The Mets never had been over .500 after the ninth game of any season. Seven years after their disastrous inaugural season, "The Amazin' Mets" (as nicknamed by previous manager Casey Stengel) won the World Series, the first expansion team to do so.

1969 was the first year of divisional baseball, precipitated by the expansion of each league from 10 to 12 teams. The Kansas City Royals and Seattle Pilots joined the American League. The San Diego Padres and Montreal Expos joined the National League. Before 1969, the first place team in each league advanced directly to the World Series. Under the new structure, each league was divided into East and West divisions, each comprising six teams, with the divisional winners facing off in a best-of-five playoff for the right to represent their league in the World Series. The Mets were slotted into the National League East division, along with the Chicago Cubs, Philadelphia Phillies, Pittsburgh Pirates, expansion Montreal Expos, and the St. Louis Cardinals, who had been World Champions in 1964 and 1967 and losers of the 1968 World Series. For the first time since joining the National League in 1962, the Mets could finish no lower than 6th. The New York Times journalist, Joe Durso, predicted the Mets would finish 4th in the East, ahead of the Pirates and the Expos.

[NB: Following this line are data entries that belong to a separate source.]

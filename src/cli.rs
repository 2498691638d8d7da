//! Command-line interface definitions for Sitemap Forge.
//!
//! This module defines the CLI arguments and options using the `clap` crate.
//! Most arguments can be provided via command-line flags or environment
//! variables, and every one of them may also come from a YAML config file
//! (see [`crate::config`]). Values given here win over the config file.

use crate::config::IndexStrategy;
use clap::Parser;
use std::path::PathBuf;

/// Command-line arguments for the Sitemap Forge application.
///
/// Everything is optional at the parser level so that the config file can
/// fill the gaps; [`crate::config::SitemapConfig::resolve`] enforces what is
/// actually required (the base URL).
///
/// # Examples
///
/// ```sh
/// # Scan the current directory and write output next to it
/// sitemap_forge --base-url https://example.org
///
/// # Scan ./public, write into ./dist, index only this run's files
/// sitemap_forge -b https://example.org -r ./public -o ./dist --index-strategy session
///
/// # Everything from a config file, plus a search engine ping
/// sitemap_forge -c sitemap.yaml --ping
/// ```
#[derive(Parser, Debug)]
#[command(author, version, about)]
pub struct Cli {
    /// Absolute base URL of the site, e.g. https://example.org
    #[arg(short, long, env = "SITEMAP_BASE_URL")]
    pub base_url: Option<String>,

    /// Root directory of the site files to scan [default: .]
    #[arg(short, long, env = "SITEMAP_ROOT")]
    pub root: Option<PathBuf>,

    /// Comma-separated file name suffixes to include [default: .html,.php]
    #[arg(short, long, value_delimiter = ',')]
    pub extensions: Option<Vec<String>>,

    /// Maximum number of URLs per sub-sitemap (1..=5000) [default: 5000]
    #[arg(short, long)]
    pub max_urls: Option<usize>,

    /// Directory the sitemaps and robots.txt are written to [default: .]
    #[arg(short, long, env = "SITEMAP_OUTPUT_DIR")]
    pub output_dir: Option<PathBuf>,

    /// Which sub-sitemaps the index references [default: rescan]
    #[arg(short, long, value_enum)]
    pub index_strategy: Option<IndexStrategy>,

    /// Notify the search engine ping endpoint after writing the index
    #[arg(short, long, overrides_with = "no_ping")]
    pub ping: bool,

    /// Never ping, even if the config file enables it
    #[arg(long, overrides_with = "ping")]
    pub no_ping: bool,

    /// Ping endpoint; the index URL is appended as `?sitemap=<url>`
    #[arg(long)]
    pub ping_endpoint: Option<String>,

    /// Timeout for the ping request, in seconds [default: 10]
    #[arg(long)]
    pub ping_timeout_secs: Option<u64>,

    /// Optional path for a JSON report describing the run
    #[arg(long)]
    pub report: Option<PathBuf>,

    /// Optional path to a YAML config file
    #[arg(short, long)]
    pub config: Option<PathBuf>,
}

On April 8, with 44,541 fans in attendance at Shea Stadium, the Mets and the Expos played the first international baseball game in MLB history. The Mets had lost seven straight Opening Day games since joining the National League in 1962. That dubious record reached eight when the Expos prevailed in an 11–10 slugfest, despite the Mets scoring four runs with two down in the bottom of the ninth, highlighted by a pinch hit three-run home run by Duffy Dyer. Apparently, this was axiomatic Mets baseball, as one columnist described the Mets as "masters of the lingering death."

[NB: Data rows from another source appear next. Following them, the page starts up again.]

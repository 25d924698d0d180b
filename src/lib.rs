//! # tourline - Timeline Simulation Engine
//!
//! tourline is the what-if sandbox at the core of a tour-management
//! schedule: operators tentatively move, update, create, or delete
//! schedule entities (tasks, releases, shows) and see projected
//! financial impact, risk, and cascading effects before committing
//! anything to the live dataset.
//!
//! ## Core Concepts
//!
//! - **Entity**: a schedulable record — a [`Task`](entity::Task),
//!   [`Release`](entity::Release), or [`Show`](entity::Show)
//! - **Change**: one immutable proposed mutation to one entity
//! - **Sandbox**: the isolated working copy mutated during a session
//! - **Compute backend**: the simulation math, hosted out-of-thread
//!   behind an asynchronous, correlated message protocol
//!
//! ## Usage
//!
//! ```rust,ignore
//! use tourline::{Change, SimulationController, WorkerConfig, WorkerTransport};
//!
//! let transport = WorkerTransport::start(WorkerConfig::default());
//! let mut controller = SimulationController::new(transport);
//! controller.initialize()?;
//! controller.load_dataset(dataset)?;
//!
//! controller.enter_simulation()?;
//! let handle = controller.simulate_change(Change::delete("R1"))?;
//! let impact = controller.resolve_impact(handle)?;
//! controller.discard_simulation()?; // or commit_simulation()
//! ```

#![warn(missing_docs)]
#![warn(clippy::all)]
#![warn(clippy::pedantic)]
#![allow(clippy::module_name_repetitions)]
#![allow(clippy::cast_precision_loss)]

pub mod backend;
pub mod change;
pub mod controller;
pub mod entity;
pub mod error;
pub mod store;
pub mod worker;

#[cfg(test)]
pub(crate) mod test_fixtures;

// Re-export primary types at crate root for convenience
pub use backend::{
    ActiveBackend, ComputeBackend, FallbackEngine, LoadAck, Metrics, NativeEngine,
    SimulationResult,
};
pub use change::{Change, ChangeId, ChangeKind};
pub use controller::{AnalysisState, ImpactHandle, SimulationController, SimulationMode};
pub use entity::{
    DataWarning, Entity, EntityBase, EntityDataset, EntityId, EntityStatus, Release, Show, Task,
    TaskPriority,
};
pub use error::{
    BackendError, StateError, TourlineError, TourlineResult, TransportError, ValidationError,
};
pub use store::DatasetStore;
pub use worker::{
    RequestEnvelope, RequestHandle, RequestId, RequestKind, ResponseEnvelope, WorkerConfig,
    WorkerTransport,
};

The Mets took the next two games from the Expos, but then lost six of the following 7 games, bringing their record to 3–7. After a 9–14 start, the Mets won 9 of their next 13 games, including consecutive shutouts in late April against the Cubs and Expos. When Tom Seaver shut out the Atlanta Braves 5–0 on May 21, the Mets were 18–18, their best start in franchise history. But the Mets lost their next five games, starting with a 15–3 drubbing from the Braves, followed by a 3-game sweep by the Houston Astros, who outscored the Mets 18–4, and finishing with a loss at Shea Stadium to the lowly San Diego Padres. At the end of play on May 27, the Mets' record stood at 18–23. Then, in late May, the Mets reeled off a club-record 11 straight wins, which included three walk-off wins and dominant pitching, as the Mets pitching staff yielded a stingy 2-runs per game. Starting with their 42nd game, the Mets went 82–39 (a .678 winning percentage), including an astonishing 38–11 in their last 49 games.

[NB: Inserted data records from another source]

//! Shared fixtures for unit tests.

use chrono::NaiveDate;

use crate::entity::{
    Entity, EntityBase, EntityDataset, EntityId, EntityStatus, Release, Show, Task, TaskPriority,
};

pub fn date(y: i32, m: u32, d: u32) -> NaiveDate {
    NaiveDate::from_ymd_opt(y, m, d).unwrap()
}

pub fn base(id: &str) -> EntityBase {
    EntityBase {
        id: EntityId::from(id),
        title: format!("{id} title"),
        start_date: date(2025, 5, 1),
        end_date: None,
        status: EntityStatus::Scheduled,
        organization: "org-1".to_string(),
        created_by: "tester".to_string(),
        metadata: serde_json::Value::Null,
    }
}

pub fn task(id: &str) -> Task {
    Task {
        base: base(id),
        priority: TaskPriority::Medium,
        assignee: None,
        deadline: date(2025, 6, 1),
        estimated_hours: 8.0,
        completion_percentage: 0.0,
        cost_impact: 500.0,
        revenue_impact: 2_000.0,
        dependencies: Vec::new(),
    }
}

pub fn task_with_deps(id: &str, deps: &[&str]) -> Task {
    let mut t = task(id);
    t.dependencies = deps.iter().map(|d| EntityId::from(*d)).collect();
    t
}

pub fn release(id: &str) -> Release {
    Release {
        base: base(id),
        platforms: vec!["streaming".to_string()],
        release_date: date(2025, 6, 15),
        budget: 10_000.0,
        projected_revenue: 50_000.0,
        marketing_spend: 3_000.0,
        dependencies: Vec::new(),
    }
}

pub fn show(id: &str) -> Show {
    Show {
        base: base(id),
        venue_capacity: 1_200,
        expected_attendance: 900,
        revenue: 30_000.0,
        expenses: 12_000.0,
    }
}

/// One task depending on one release, plus a show: the smallest dataset
/// that exercises cascades, revenue, and expenses at once.
pub fn small_dataset() -> EntityDataset {
    EntityDataset {
        tasks: vec![task_with_deps("T1", &["R1"])],
        releases: vec![release("R1")],
        shows: vec![show("S1")],
    }
}

pub fn entities(dataset: &EntityDataset) -> Vec<Entity> {
    dataset.clone().into_entities()
}
//! Wire envelopes for the worker transport.
//!
//! Requests are `{ id, type, payload? }` and responses are
//! `{ id, type: "success" | "error", result? | error }`. The envelope
//! carries `type` as a raw string so the worker can reject an
//! unrecognized kind with an explicit error instead of failing to
//! deserialize silently.

use std::fmt;

use serde::{Deserialize, Serialize};
use uuid::Uuid;

use crate::error::TransportError;

/// Caller-generated correlation id for one request.
#[derive(Debug, Clone, Copy, PartialEq, Eq, Hash, Serialize, Deserialize)]
#[serde(transparent)]
pub struct RequestId(Uuid);

impl RequestId {
    /// Creates a new random correlation id.
    #[must_use]
    pub fn new() -> Self {
        Self(Uuid::new_v4())
    }
}

impl Default for RequestId {
    fn default() -> Self {
        Self::new()
    }
}

impl fmt::Display for RequestId {
    fn fmt(&self, f: &mut fmt::Formatter<'_>) -> fmt::Result {
        write!(f, "{}", self.0)
    }
}

/// The message kinds the worker understands.
#[derive(Debug, Clone, Copy, PartialEq, Eq, Hash)]
pub enum RequestKind {
    /// Bring up the compute backend.
    Init,
    /// Load a dataset into the backend's working copy.
    LoadData,
    /// Apply one change and compute its impact.
    Simulate,
    /// Recompute aggregate metrics.
    GetMetrics,
}

impl RequestKind {
    /// Wire name of this kind.
    #[must_use]
    pub const fn as_wire(&self) -> &'static str {
        match self {
            Self::Init => "init",
            Self::LoadData => "loadData",
            Self::Simulate => "simulate",
            Self::GetMetrics => "getMetrics",
        }
    }

    /// Parses a wire name. Returns `None` for unrecognized kinds; the
    /// worker turns that into an explicit error response.
    #[must_use]
    pub fn parse(wire: &str) -> Option<Self> {
        match wire {
            "init" => Some(Self::Init),
            "loadData" => Some(Self::LoadData),
            "simulate" => Some(Self::Simulate),
            "getMetrics" => Some(Self::GetMetrics),
            _ => None,
        }
    }
}

impl fmt::Display for RequestKind {
    fn fmt(&self, f: &mut fmt::Formatter<'_>) -> fmt::Result {
        f.write_str(self.as_wire())
    }
}

/// One request to the worker.
#[derive(Debug, Clone, PartialEq, Serialize, Deserialize)]
pub struct RequestEnvelope {
    /// Correlation id echoed back in the response.
    pub id: RequestId,
    /// Message kind, as a wire name.
    #[serde(rename = "type")]
    pub kind: String,
    /// Optional JSON payload.
    #[serde(default, skip_serializing_if = "Option::is_none")]
    pub payload: Option<serde_json::Value>,
}

impl RequestEnvelope {
    /// Builds an envelope for a known kind.
    #[must_use]
    pub fn new(id: RequestId, kind: RequestKind, payload: Option<serde_json::Value>) -> Self {
        Self {
            id,
            kind: kind.as_wire().to_string(),
            payload,
        }
    }
}

/// Success or error body of a response, tagged on the wire.
#[derive(Debug, Clone, PartialEq, Serialize, Deserialize)]
#[serde(tag = "type", rename_all = "lowercase")]
pub enum ResponseBody {
    /// The request succeeded.
    Success {
        /// Result payload, when the operation yields one.
        #[serde(default, skip_serializing_if = "Option::is_none")]
        result: Option<serde_json::Value>,
    },
    /// The request failed.
    Error {
        /// Human-readable error description.
        error: String,
    },
}

/// One response from the worker, correlated by id.
#[derive(Debug, Clone, PartialEq, Serialize, Deserialize)]
pub struct ResponseEnvelope {
    /// The correlation id of the request being answered.
    pub id: RequestId,
    /// Success or error body.
    #[serde(flatten)]
    pub body: ResponseBody,
}

impl ResponseEnvelope {
    /// Builds a success response.
    #[must_use]
    pub fn success(id: RequestId, result: Option<serde_json::Value>) -> Self {
        Self {
            id,
            body: ResponseBody::Success { result },
        }
    }

    /// Builds an error response.
    #[must_use]
    pub fn error(id: RequestId, message: impl Into<String>) -> Self {
        Self {
            id,
            body: ResponseBody::Error {
                error: message.into(),
            },
        }
    }

    /// Unwraps the body into a caller-facing result.
    pub fn into_result(self) -> Result<Option<serde_json::Value>, TransportError> {
        match self.body {
            ResponseBody::Success { result } => Ok(result),
            ResponseBody::Error { error } => Err(TransportError::Rejected { message: error }),
        }
    }
}

#[cfg(test)]
mod tests {
    use super::*;
    use serde_json::json;

    #[test]
    fn request_kind_wire_names_round_trip() {
        for kind in [
            RequestKind::Init,
            RequestKind::LoadData,
            RequestKind::Simulate,
            RequestKind::GetMetrics,
        ] {
            assert_eq!(RequestKind::parse(kind.as_wire()), Some(kind));
        }
        assert_eq!(RequestKind::parse("terminate"), None);
    }

    #[test]
    fn request_envelope_wire_shape() {
        let id = RequestId::new();
        let env = RequestEnvelope::new(id, RequestKind::LoadData, Some(json!({ "tasks": [] })));
        let json = serde_json::to_value(&env).unwrap();
        assert_eq!(json["type"], "loadData");
        assert_eq!(json["id"], serde_json::to_value(id).unwrap());
        assert!(json["payload"].is_object());
    }

    #[test]
    fn response_envelope_wire_shape() {
        let id = RequestId::new();
        let ok = serde_json::to_value(ResponseEnvelope::success(id, Some(json!(1)))).unwrap();
        assert_eq!(ok["type"], "success");
        assert_eq!(ok["result"], 1);

        let err = serde_json::to_value(ResponseEnvelope::error(id, "nope")).unwrap();
        assert_eq!(err["type"], "error");
        assert_eq!(err["error"], "nope");
    }

    #[test]
    fn error_body_becomes_rejected() {
        let id = RequestId::new();
        let err = ResponseEnvelope::error(id, "bad payload").into_result().unwrap_err();
        assert!(matches!(err, TransportError::Rejected { .. }));

        let ok = ResponseEnvelope::success(id, None).into_result().unwrap();
        assert!(ok.is_none());
    }
}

Despite that performance, the Mets suffered two mid-season three-game series sweeps at the hands of the Astros, who manhandled the Mets all season, taking 10 of the 12 games the teams played. They were also no-hit by Bob Moose of the Pittsburgh Pirates on September 20, only five days after becoming the first major league team to strike out 19 times in a nine-inning game, a game they won, 4–3, on a pair of two-run home runs by Ron Swoboda, against the Cardinals' Steve Carlton.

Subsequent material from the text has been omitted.